— Task —
Look for the word "while" in the entries and copy each line where it appears.

— Provided data —

━━━━━━━━━━━━━━━━━━━━

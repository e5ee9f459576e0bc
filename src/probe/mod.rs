//! Architecture detection for bundle executables.
//!
//! An [`ArchitectureProber`] turns an executable path into a canonical
//! architecture descriptor such as `"64-bit executable arm64"` or
//! `"universal"`. The scanner only depends on the trait, so the way the
//! descriptor is obtained can be swapped:
//!
//! - [`FileCommandProber`] - shells out to `file(1)` and reduces its output
//! - [`MachOProber`] - parses the Mach-O / fat header in-process
//!
//! Neither implementation caches: probing the same path twice inspects it twice.

mod descriptor;
mod file_command;
mod macho;

pub use descriptor::{UNIVERSAL_TOKEN, UNKNOWN_DESCRIPTOR, extract_architecture, tokenize};
pub use file_command::FileCommandProber;
pub use macho::{MachOProber, describe_macho};

use crate::error::ProbeError;
use std::path::Path;

/// Capability to describe the CPU architecture of an executable.
pub trait ArchitectureProber {
    /// Returns the canonical architecture descriptor for `executable`.
    ///
    /// The caller has already checked that the path exists.
    fn probe(&self, executable: &Path) -> Result<String, ProbeError>;
}

/// Selectable prober implementations.
#[derive(clap::ValueEnum, Clone, Copy, Debug, Default, Eq, PartialEq)]
pub enum ProberKind {
    /// Run `file(1)` on each executable
    #[default]
    File,
    /// Parse Mach-O headers natively
    MachO,
}

impl ProberKind {
    /// Build the prober this kind names.
    pub fn build(self) -> Box<dyn ArchitectureProber> {
        match self {
            Self::File => Box::new(FileCommandProber::default()),
            Self::MachO => Box::new(MachOProber),
        }
    }
}
impl ExprParser {
    /// Creates a parser with the default seeded context.
    pub fn new() -> Self {
        Self::with_context(EvalContext::new())
    }

    /// Creates a parser around an existing context, e.g. one pre-loaded
    /// with application variables.
    pub fn with_context(context: EvalContext) -> Self {
        ExprParser {
            context,
            input: String::new(),
            pos: 0,
            current: None,
            depth: 0,
        }
    }

    /// Parses an expression string into a reusable tree.
    ///
    /// Fails if any grammar rule fails or if unconsumed characters remain
    /// after a complete top-level expression.
    pub fn parse(&mut self, expression: &str) -> Result<AstExpr> {
        self.reset_cursor(expression);
        let expr = self.parse_expression()?;
        if let Some(found) = self.current_char() {
            return Err(ExprError::TrailingInput {
                position: self.pos,
                found,
            });
        }
        Ok(expr)
    }

    /// Merges the given bindings into the variable table, overwriting
    /// same-named entries, then parses.
    pub fn parse_with_variables(
        &mut self,
        expression: &str,
        bindings: &[(&str, Real)],
    ) -> Result<AstExpr> {
        self.context.set_variables(bindings)?;
        self.parse(expression)
    }

    /// Evaluates a parsed tree against the current variable table.
    pub fn eval(&self, expr: &AstExpr) -> Result<Real> {
        eval_ast(expr, &self.context)
    }

    /// Adds or updates a variable, returning the previous value if any.
    pub fn add_variable(&mut self, name: &str, value: Real) -> Result<Option<Real>> {
        self.context.set_variable(name, value)
    }

    /// Merges a set of variable bindings into the table.
    pub fn add_variables(&mut self, bindings: &[(&str, Real)]) -> Result<()> {
        self.context.set_variables(bindings)
    }

    /// Removes a variable. Trees referencing it keep parsing as built but
    /// fail with an unknown-variable error at their next evaluation.
    pub fn remove_variable(&mut self, name: &str) -> Option<Real> {
        self.context.remove_variable(name)
    }

    /// Registers a unary function under `name`, replacing any existing
    /// entry. The next parse resolves the new implementation.
    pub fn add_function<F>(&mut self, name: &str, implementation: F) -> Result<()>
    where
        F: Fn(Real) -> Real + 'static,
    {
        self.context.register_function(name, implementation)
    }

    /// Removes a unary function by name. Returns whether it existed.
    pub fn remove_function(&mut self, name: &str) -> bool {
        self.context.remove_function(name)
    }

    /// Registers a two-argument prefix function, e.g. `max`.
    pub fn add_binary_function<F>(&mut self, name: &str, implementation: F) -> Result<()>
    where
        F: Fn(Real, Real) -> Real + 'static,
    {
        self.context.register_binary_function(name, implementation)
    }

    /// Removes a binary function by name. Returns whether it existed.
    pub fn remove_binary_function(&mut self, name: &str) -> bool {
        self.context.remove_binary_function(name)
    }

    /// Registers an infix operator under a one- or two-character symbol.
    pub fn add_binary_operator<F>(&mut self, symbol: &str, implementation: F) -> Result<()>
    where
        F: Fn(Real, Real) -> Real + 'static,
    {
        self.context.register_operator(symbol, implementation)
    }

    /// Removes an operator by symbol. Returns whether it existed.
    pub fn remove_binary_operator(&mut self, symbol: &str) -> bool {
        self.context.remove_operator(symbol)
    }

    /// Read-only view of the current variable table.
    pub fn variables(&self) -> &VariableMap {
        self.context.variables()
    }

    /// Read-only view of the unary function catalog.
    pub fn functions(&self) -> &UnaryFunctionMap {
        self.context.functions()
    }

    /// Read-only view of the binary function catalog.
    pub fn binary_functions(&self) -> &BinaryFunctionMap {
        self.context.binary_functions()
    }

    /// Read-only view of the operator catalog.
    pub fn operators(&self) -> &OperatorMap {
        self.context.operators()
    }

    /// The underlying context.
    pub fn context(&self) -> &EvalContext {
        &self.context
    }

    /// Mutable access to the underlying context.
    pub fn context_mut(&mut self) -> &mut EvalContext {
        &mut self.context
    }

    // Cursor primitives.

    fn reset_cursor(&mut self, expression: &str) {
        self.input.clear();
        self.input.push_str(expression);
        self.pos = 0;
        self.current = self.input.as_bytes().first().copied();
        self.depth = 0;
    }

    fn advance(&mut self) {
        self.pos += 1;
        self.current = self.input.as_bytes().get(self.pos).copied();
    }

    /// Skips spaces, then consumes `expected` if it is the next character.
    /// A failed match still leaves the skipped spaces behind.
    fn consume(&mut self, expected: u8) -> bool {
        while self.current == Some(b' ') {
            self.advance();
        }
        if self.current == Some(expected) {
            self.advance();
            true
        } else {
            false
        }
    }

    /// The character under the cursor, for error reporting. The cursor only
    /// ever stops on ASCII boundaries, so slicing here is safe.
    fn current_char(&self) -> Option<char> {
        self.input.get(self.pos..).and_then(|rest| rest.chars().next())
    }

    /// Digit class: decimal digits and `.`. Malformed literals like `1..2`
    /// pass the scan and fail at numeric conversion.
    fn is_digit(c: u8) -> bool {
        c.is_ascii_digit() || c == b'.'
    }

    /// Symbol class: ASCII letters plus the digit class, so names start
    /// with a letter but may contain digits (`log2`).
    fn is_symbol(c: u8) -> bool {
        c.is_ascii_alphabetic() || Self::is_digit(c)
    }

    // Grammar.

    fn parse_expression(&mut self) -> Result<AstExpr> {
        let mut expr = self.parse_term()?;
        loop {
            if self.consume(b'+') {
                let frozen = eval_ast(&expr, &self.context)?;
                let right = self.parse_term()?;
                expr = Self::chain_step("+", functions::add, frozen, right);
            } else if self.consume(b'-') {
                let frozen = eval_ast(&expr, &self.context)?;
                let right = self.parse_term()?;
                expr = Self::chain_step("-", functions::sub, frozen, right);
            } else {
                return Ok(expr);
            }
        }
    }

    fn parse_term(&mut self) -> Result<AstExpr> {
        let mut expr = self.parse_token()?;
        loop {
            if self.consume(b'*') {
                let frozen = eval_ast(&expr, &self.context)?;
                let right = self.parse_token()?;
                expr = Self::chain_step("*", functions::mul, frozen, right);
            } else if self.consume(b'/') {
                let frozen = eval_ast(&expr, &self.context)?;
                let right = self.parse_token()?;
                expr = Self::chain_step("/", functions::div, frozen, right);
            } else {
                return Ok(expr);
            }
        }
    }

    /// Builds one `+ - * /` chain step. The left side is the already
    /// computed value of everything parsed so far at this level; the right
    /// side stays a live sub-tree.
    fn chain_step(symbol: &str, func: fn(Real, Real) -> Real, left: Real, right: AstExpr) -> AstExpr {
        AstExpr::BinaryOp {
            symbol: symbol.to_string(),
            func: Rc::new(func),
            left: Box::new(AstExpr::Constant(left)),
            right: Box::new(right),
        }
    }

    /// Depth-guarded wrapper around the token production. Tokens are the
    /// grammar's only recursion point, so the guard lives here.
    fn parse_token(&mut self) -> Result<AstExpr> {
        if self.depth >= MAX_RECURSION_DEPTH {
            return Err(ExprError::RecursionLimit(format!(
                "nesting deeper than {} tokens",
                MAX_RECURSION_DEPTH
            )));
        }
        self.depth += 1;
        let result = self.parse_token_inner();
        self.depth -= 1;
        result
    }

    fn parse_token_inner(&mut self) -> Result<AstExpr> {
        // Unary prefix signs recurse, so `--4` and `+++4` are valid.
        if self.consume(b'+') {
            return self.parse_token();
        }
        if self.consume(b'-') {
            return Ok(AstExpr::Neg(Box::new(self.parse_token()?)));
        }

        let mut start = self.pos;
        let mut expr;
        if self.consume(b'(') || self.consume(b',') {
            // `,` opens a sub-expression exactly like `(`; finding another
            // `,` afterwards returns early so a binary function's argument
            // list can be walked comma by comma.
            expr = self.parse_expression()?;
            if self.consume(b',') {
                return Ok(expr);
            }
            if !self.consume(b')') {
                return Err(ExprError::UnbalancedParenthesis { position: self.pos });
            }
        } else if self.current.is_some_and(Self::is_digit) {
            while self.current.is_some_and(Self::is_digit) {
                self.advance();
            }
            let literal = &self.input[start..self.pos];
            expr = AstExpr::Constant(literal.parse::<Real>()?);
        } else if self.current.is_some_and(Self::is_symbol) {
            while self.current.is_some_and(Self::is_symbol) {
                self.advance();
            }
            let name = self.input[start..self.pos].to_string();
            expr = self.resolve_identifier(name)?;
        } else {
            return Err(ExprError::UnexpectedCharacter {
                position: self.pos,
                found: self.current_char(),
            });
        }

        // Trailing operator: the longest run of characters appearing in any
        // registered operator symbol, matched exactly against the table.
        // `5e7` is the literal 5, the operator `e`, the operand 7.
        start = self.pos;
        while self
            .current
            .is_some_and(|c| self.context.is_operator_char(c))
        {
            self.advance();
        }
        if start != self.pos {
            let symbol = self.input[start..self.pos].to_string();
            let Some(func) = self
                .context
                .lookup_operator(&symbol)
                .map(|op| op.implementation.clone())
            else {
                return Err(ExprError::UnknownOperator { symbol });
            };
            let right = self.parse_token()?;
            expr = AstExpr::BinaryOp {
                symbol,
                func,
                left: Box::new(expr),
                right: Box::new(right),
            };
        }
        Ok(expr)
    }

    /// Resolution order is load-bearing: variable first (shadowing any
    /// same-named function), then unary function, then binary function.
    /// The operand token is parsed before the function tables are checked,
    /// mirroring how the grammar consumes input.
    fn resolve_identifier(&mut self, name: String) -> Result<AstExpr> {
        if self.context.lookup_variable(&name).is_some() {
            return Ok(AstExpr::Variable(name));
        }
        let operand = self.parse_token()?;
        if let Some(func) = self
            .context
            .lookup_function(&name)
            .map(|f| f.implementation.clone())
        {
            return Ok(AstExpr::UnaryFn {
                name,
                func,
                arg: Box::new(operand),
            });
        }
        if let Some(func) = self
            .context
            .lookup_binary_function(&name)
            .map(|f| f.implementation.clone())
        {
            // The operand token already consumed the separating comma, so
            // the second argument parses as a bare expression here.
            let second = self.parse_expression()?;
            if !self.consume(b')') {
                return Err(ExprError::UnbalancedParenthesis { position: self.pos });
            }
            return Ok(AstExpr::BinaryFn {
                name,
                func,
                left: Box::new(operand),
                right: Box::new(second),
            });
        }
        Err(ExprError::UnknownIdentifier { name })
    }
}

━━━━━━━━━━━━━━━━━━━━

— Result —
        while self.current == Some(b' ') {
            while self.current.is_some_and(Self::is_digit) {
            while self.current.is_some_and(Self::is_symbol) {
        while self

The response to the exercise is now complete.